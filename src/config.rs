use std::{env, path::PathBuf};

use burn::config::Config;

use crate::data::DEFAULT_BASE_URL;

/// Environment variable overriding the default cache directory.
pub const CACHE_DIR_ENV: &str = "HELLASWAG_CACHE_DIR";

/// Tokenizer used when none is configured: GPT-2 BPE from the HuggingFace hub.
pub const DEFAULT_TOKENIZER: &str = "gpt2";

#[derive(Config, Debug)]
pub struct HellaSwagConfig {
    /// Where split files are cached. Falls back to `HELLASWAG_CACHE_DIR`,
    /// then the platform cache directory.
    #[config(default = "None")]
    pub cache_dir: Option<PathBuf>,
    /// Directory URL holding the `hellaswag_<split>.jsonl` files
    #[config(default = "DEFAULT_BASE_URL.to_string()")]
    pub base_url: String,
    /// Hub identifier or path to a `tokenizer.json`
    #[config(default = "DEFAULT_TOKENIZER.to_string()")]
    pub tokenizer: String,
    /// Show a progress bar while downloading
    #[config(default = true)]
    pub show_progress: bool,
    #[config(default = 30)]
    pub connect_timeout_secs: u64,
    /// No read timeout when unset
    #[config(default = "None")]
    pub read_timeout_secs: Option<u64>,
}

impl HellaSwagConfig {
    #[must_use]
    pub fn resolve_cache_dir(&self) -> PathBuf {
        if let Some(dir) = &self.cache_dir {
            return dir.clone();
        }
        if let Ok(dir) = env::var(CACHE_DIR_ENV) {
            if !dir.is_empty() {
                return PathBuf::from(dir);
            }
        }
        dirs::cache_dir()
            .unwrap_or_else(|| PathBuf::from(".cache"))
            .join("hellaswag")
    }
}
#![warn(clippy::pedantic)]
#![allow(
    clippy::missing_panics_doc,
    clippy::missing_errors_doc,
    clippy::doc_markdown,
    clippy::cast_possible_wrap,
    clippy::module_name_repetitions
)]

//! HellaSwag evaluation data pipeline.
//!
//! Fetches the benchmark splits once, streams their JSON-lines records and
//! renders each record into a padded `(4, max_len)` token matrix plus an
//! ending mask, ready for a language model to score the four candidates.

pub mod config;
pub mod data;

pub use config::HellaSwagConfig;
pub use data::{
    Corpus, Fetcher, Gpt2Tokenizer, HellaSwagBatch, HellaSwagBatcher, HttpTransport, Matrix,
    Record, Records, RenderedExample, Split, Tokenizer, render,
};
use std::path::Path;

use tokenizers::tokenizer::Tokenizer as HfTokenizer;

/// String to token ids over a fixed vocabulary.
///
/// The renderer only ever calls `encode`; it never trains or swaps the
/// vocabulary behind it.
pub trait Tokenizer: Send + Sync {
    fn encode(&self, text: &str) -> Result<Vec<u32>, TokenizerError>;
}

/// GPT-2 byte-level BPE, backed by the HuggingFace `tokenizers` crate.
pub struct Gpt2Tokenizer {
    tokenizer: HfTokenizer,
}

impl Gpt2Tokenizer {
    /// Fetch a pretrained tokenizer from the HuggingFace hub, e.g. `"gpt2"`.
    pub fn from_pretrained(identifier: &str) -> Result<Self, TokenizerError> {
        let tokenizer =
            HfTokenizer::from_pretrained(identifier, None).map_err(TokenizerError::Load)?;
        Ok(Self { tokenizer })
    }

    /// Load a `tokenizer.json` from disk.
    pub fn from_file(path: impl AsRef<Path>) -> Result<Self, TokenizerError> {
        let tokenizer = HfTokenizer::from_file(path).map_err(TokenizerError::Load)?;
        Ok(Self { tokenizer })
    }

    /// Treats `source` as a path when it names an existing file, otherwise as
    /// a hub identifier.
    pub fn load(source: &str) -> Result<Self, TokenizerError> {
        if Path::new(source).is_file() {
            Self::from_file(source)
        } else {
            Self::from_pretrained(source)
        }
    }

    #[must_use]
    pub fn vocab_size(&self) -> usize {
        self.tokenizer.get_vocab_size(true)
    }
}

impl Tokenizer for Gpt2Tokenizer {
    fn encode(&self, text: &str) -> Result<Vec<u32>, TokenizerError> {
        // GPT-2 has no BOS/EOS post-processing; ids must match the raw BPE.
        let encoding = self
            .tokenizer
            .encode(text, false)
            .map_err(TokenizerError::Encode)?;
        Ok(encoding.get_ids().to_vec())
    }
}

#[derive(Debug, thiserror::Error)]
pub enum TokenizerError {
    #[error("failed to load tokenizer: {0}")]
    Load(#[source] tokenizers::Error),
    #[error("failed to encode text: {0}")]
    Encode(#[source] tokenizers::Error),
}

**Instructions to follow**.
Each line of the data is to be transcribed exactly.

**Finished task**.
filename src/config.rs
use std::{env, path::PathBuf};

use burn::config::Config;

use crate::data::DEFAULT_BASE_URL;

/// Environment variable overriding the default cache directory.
pub const CACHE_DIR_ENV: &str = "HELLASWAG_CACHE_DIR";

/// Tokenizer used when none is configured: GPT-2 BPE from the HuggingFace hub.
pub const DEFAULT_TOKENIZER: &str = "gpt2";

#[derive(Config, Debug)]
pub struct HellaSwagConfig {
    /// Where split files are cached. Falls back to `HELLASWAG_CACHE_DIR`,
    /// then the platform cache directory.
    #[config(default = "None")]
    pub cache_dir: Option<PathBuf>,
    /// Directory URL holding the `hellaswag_<split>.jsonl` files
    #[config(default = "DEFAULT_BASE_URL.to_string()")]
    pub base_url: String,
    /// Hub identifier or path to a `tokenizer.json`
    #[config(default = "DEFAULT_TOKENIZER.to_string()")]
    pub tokenizer: String,
    /// Show a progress bar while downloading
    #[config(default = true)]
    pub show_progress: bool,
    #[config(default = 30)]
    pub connect_timeout_secs: u64,
    /// No read timeout when unset
    #[config(default = "None")]
    pub read_timeout_secs: Option<u64>,
}

impl HellaSwagConfig {
    #[must_use]
    pub fn resolve_cache_dir(&self) -> PathBuf {
        if let Some(dir) = &self.cache_dir {
            return dir.clone();
        }
        if let Ok(dir) = env::var(CACHE_DIR_ENV) {
            if !dir.is_empty() {
                return PathBuf::from(dir);
            }
        }
        dirs::cache_dir()
            .unwrap_or_else(|| PathBuf::from(".cache"))
            .join("hellaswag")
    }
}
#![warn(clippy::pedantic)]
#![allow(
    clippy::missing_panics_doc,
    clippy::missing_errors_doc,
    clippy::doc_markdown,
    clippy::cast_possible_wrap,
    clippy::module_name_repetitions
)]

//! HellaSwag evaluation data pipeline.
//!
//! Fetches the benchmark splits once, streams their JSON-lines records and
//! renders each record into a padded `(4, max_len)` token matrix plus an
//! ending mask, ready for a language model to score the four candidates.

pub mod config;
pub mod data;

pub use config::HellaSwagConfig;
pub use data::{
    Corpus, Fetcher, Gpt2Tokenizer, HellaSwagBatch, HellaSwagBatcher, HttpTransport, Matrix,
    Record, Records, RenderedExample, Split, Tokenizer, render,
};
use std::path::Path;

use tokenizers::tokenizer::Tokenizer as HfTokenizer;

/// String to token ids over a fixed vocabulary.
///
/// The renderer only ever calls `encode`; it never trains or swaps the
/// vocabulary behind it.
pub trait Tokenizer: Send + Sync {
    fn encode(&self, text: &str) -> Result<Vec<u32>, TokenizerError>;
}

/// GPT-2 byte-level BPE, backed by the HuggingFace `tokenizers` crate.
pub struct Gpt2Tokenizer {
    tokenizer: HfTokenizer,
}

impl Gpt2Tokenizer {
    /// Fetch a pretrained tokenizer from the HuggingFace hub, e.g. `"gpt2"`.
    pub fn from_pretrained(identifier: &str) -> Result<Self, TokenizerError> {
        let tokenizer =
            HfTokenizer::from_pretrained(identifier, None).map_err(TokenizerError::Load)?;
        Ok(Self { tokenizer })
    }

    /// Load a `tokenizer.json` from disk.
    pub fn from_file(path: impl AsRef<Path>) -> Result<Self, TokenizerError> {
        let tokenizer = HfTokenizer::from_file(path).map_err(TokenizerError::Load)?;
        Ok(Self { tokenizer })
    }

    /// Treats `source` as a path when it names an existing file, otherwise as
    /// a hub identifier.
    pub fn load(source: &str) -> Result<Self, TokenizerError> {
        if Path::new(source).is_file() {
            Self::from_file(source)
        } else {
            Self::from_pretrained(source)
        }
    }

    #[must_use]
    pub fn vocab_size(&self) -> usize {
        self.tokenizer.get_vocab_size(true)
    }
}

impl Tokenizer for Gpt2Tokenizer {
    fn encode(&self, text: &str) -> Result<Vec<u32>, TokenizerError> {
        // GPT-2 has no BOS/EOS post-processing; ids must match the raw BPE.
        let encoding = self
            .tokenizer
            .encode(text, false)
            .map_err(TokenizerError::Encode)?;
        Ok(encoding.get_ids().to_vec())
    }
}

#[derive(Debug, thiserror::Error)]
pub enum TokenizerError {
    #[error("failed to load tokenizer: {0}")]
    Load(#[source] tokenizers::Error),
    #[error("failed to encode text: {0}")]
    Encode(#[source] tokenizers::Error),
}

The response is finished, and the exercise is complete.